Elmer-DeWitt, in an interview Wednesday with the Examiner, called the critiques "picky" and defended Time's coverage: "It's a major study from a reputable university published in a leading law journal to which we had exclusive access. . . . I think the jury is still out about how flawed the study was, and it remains the best and most complete analysis we have of how much porn is out there. Nobody has done a better job."

Elmer-DeWitt described himself as "a champion of this kind of participatory journalism where news, rather than being dictated from the top editorially, instead bubbles up from the grass roots." But, he added, "I'm not sure Rimm will ever get a fair trial in this venue."

What's amazing, though, is that there's any trial at all -- given the ease with which media institutions like Time can, when they choose, stonewall their critics.

Traditional journalists sometimes complain that the on-line environment, lacking the filter of professional editing, is untrustworthy, static-filled and therefore useless.

The Time controversy, though, suggests that on-line debate can enhance rather than undermine the journalistic quest for truth. The new medium gives readers a faster, more efficient means to try to correct the public record when they feel the professional editors have goofed.

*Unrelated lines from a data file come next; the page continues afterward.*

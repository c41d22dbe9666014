//! Document pipeline for the PDF utility site
//!
//! Everything here runs in-process: loading, page transcript extraction,
//! tabular reconstruction, spreadsheet emission, merge, split and lossless
//! compression. Operations that cross a network boundary live in
//! `pdfutil-remote`.
//!
//! Every operation takes a [`Progress`] and reports a percentage that never
//! goes backwards. Failures are [`PdfUtilError`]s; entry points resolve them
//! to user-facing text with [`PdfUtilError::user_message`].

pub mod artifact;
pub mod compress;
pub mod convert;
pub mod document;
pub mod error;
pub mod extract;
pub mod fonts;
pub mod merge;
pub mod naming;
pub mod pipeline;
pub mod progress;
pub mod sheet;
pub mod split;
pub mod table;

#[cfg(test)]
mod test_pdf;

pub use artifact::{Artifact, InputFile, PDF_MIME};
pub use compress::{compress_local, CompressionProfile, CompressionReport};
pub use convert::{convert_to_sheet, document_grid};
pub use document::{get_page_count, quick_validate, PageRef, PdfDocument, PdfInfo};
pub use error::{ErrorKind, PdfUtilError};
pub use extract::{extract_all_pages, extract_lines};
pub use merge::{merge_documents, merge_documents_with_progress};
pub use pipeline::{run, PdfCommand, ProcessMetrics, ProcessResult};
pub use progress::Progress;
pub use sheet::{emit_workbook, SheetOptions, XLSX_MIME};
pub use split::{extract_page, split_all, split_selected};
pub use table::{Grid, GridBuilder, Padding, Row};

/// Parse page range string like "1-3, 5, 8-10" into sorted unique page numbers
///
/// Only pages in `1..=page_count` are kept; a range reaching past the end
/// stops at the last page.
pub fn parse_ranges(input: &str, page_count: u32) -> Result<Vec<u32>, PdfUtilError> {
    use std::collections::BTreeSet;

    let mut pages = BTreeSet::new();

    for part in input.split(',') {
        let part = part.trim();
        if part.is_empty() {
            continue;
        }

        if let Some((start, end)) = part.split_once('-') {
            let start: u32 = start
                .trim()
                .parse()
                .map_err(|_| PdfUtilError::InvalidRange(format!("Invalid start: {}", start)))?;
            let end: u32 = end
                .trim()
                .parse()
                .map_err(|_| PdfUtilError::InvalidRange(format!("Invalid end: {}", end)))?;

            if start > end {
                return Err(PdfUtilError::InvalidRange(format!(
                    "Start {} > end {}",
                    start, end
                )));
            }

            pages.extend(start.max(1)..=end.min(page_count));
        } else {
            let page: u32 = part
                .parse()
                .map_err(|_| PdfUtilError::InvalidRange(format!("Invalid page: {}", part)))?;
            if (1..=page_count).contains(&page) {
                pages.insert(page);
            }
        }
    }

    Ok(pages.into_iter().collect())
}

Posting on the Well, Jon Katz, media critic formerly for New York magazine and Rolling Stone and currently for Wired, wrote, "The question for Time is, will it share with its readers the fact that the research may be seriously flawed and has been seriously challenged? Time has made much -- in many ways deservedly -- of its efforts to embrace new media values of interactivity and accountability. . . . It strikes me the responsible path is to examine the challenges, report them to Time's readers, and then either stand by the story or retract it."

Asked whether Time plans to give any coverage to the controversy, Elmer-DeWitt said, "We run our standard letters column, and that would be the most logical place for the criticism."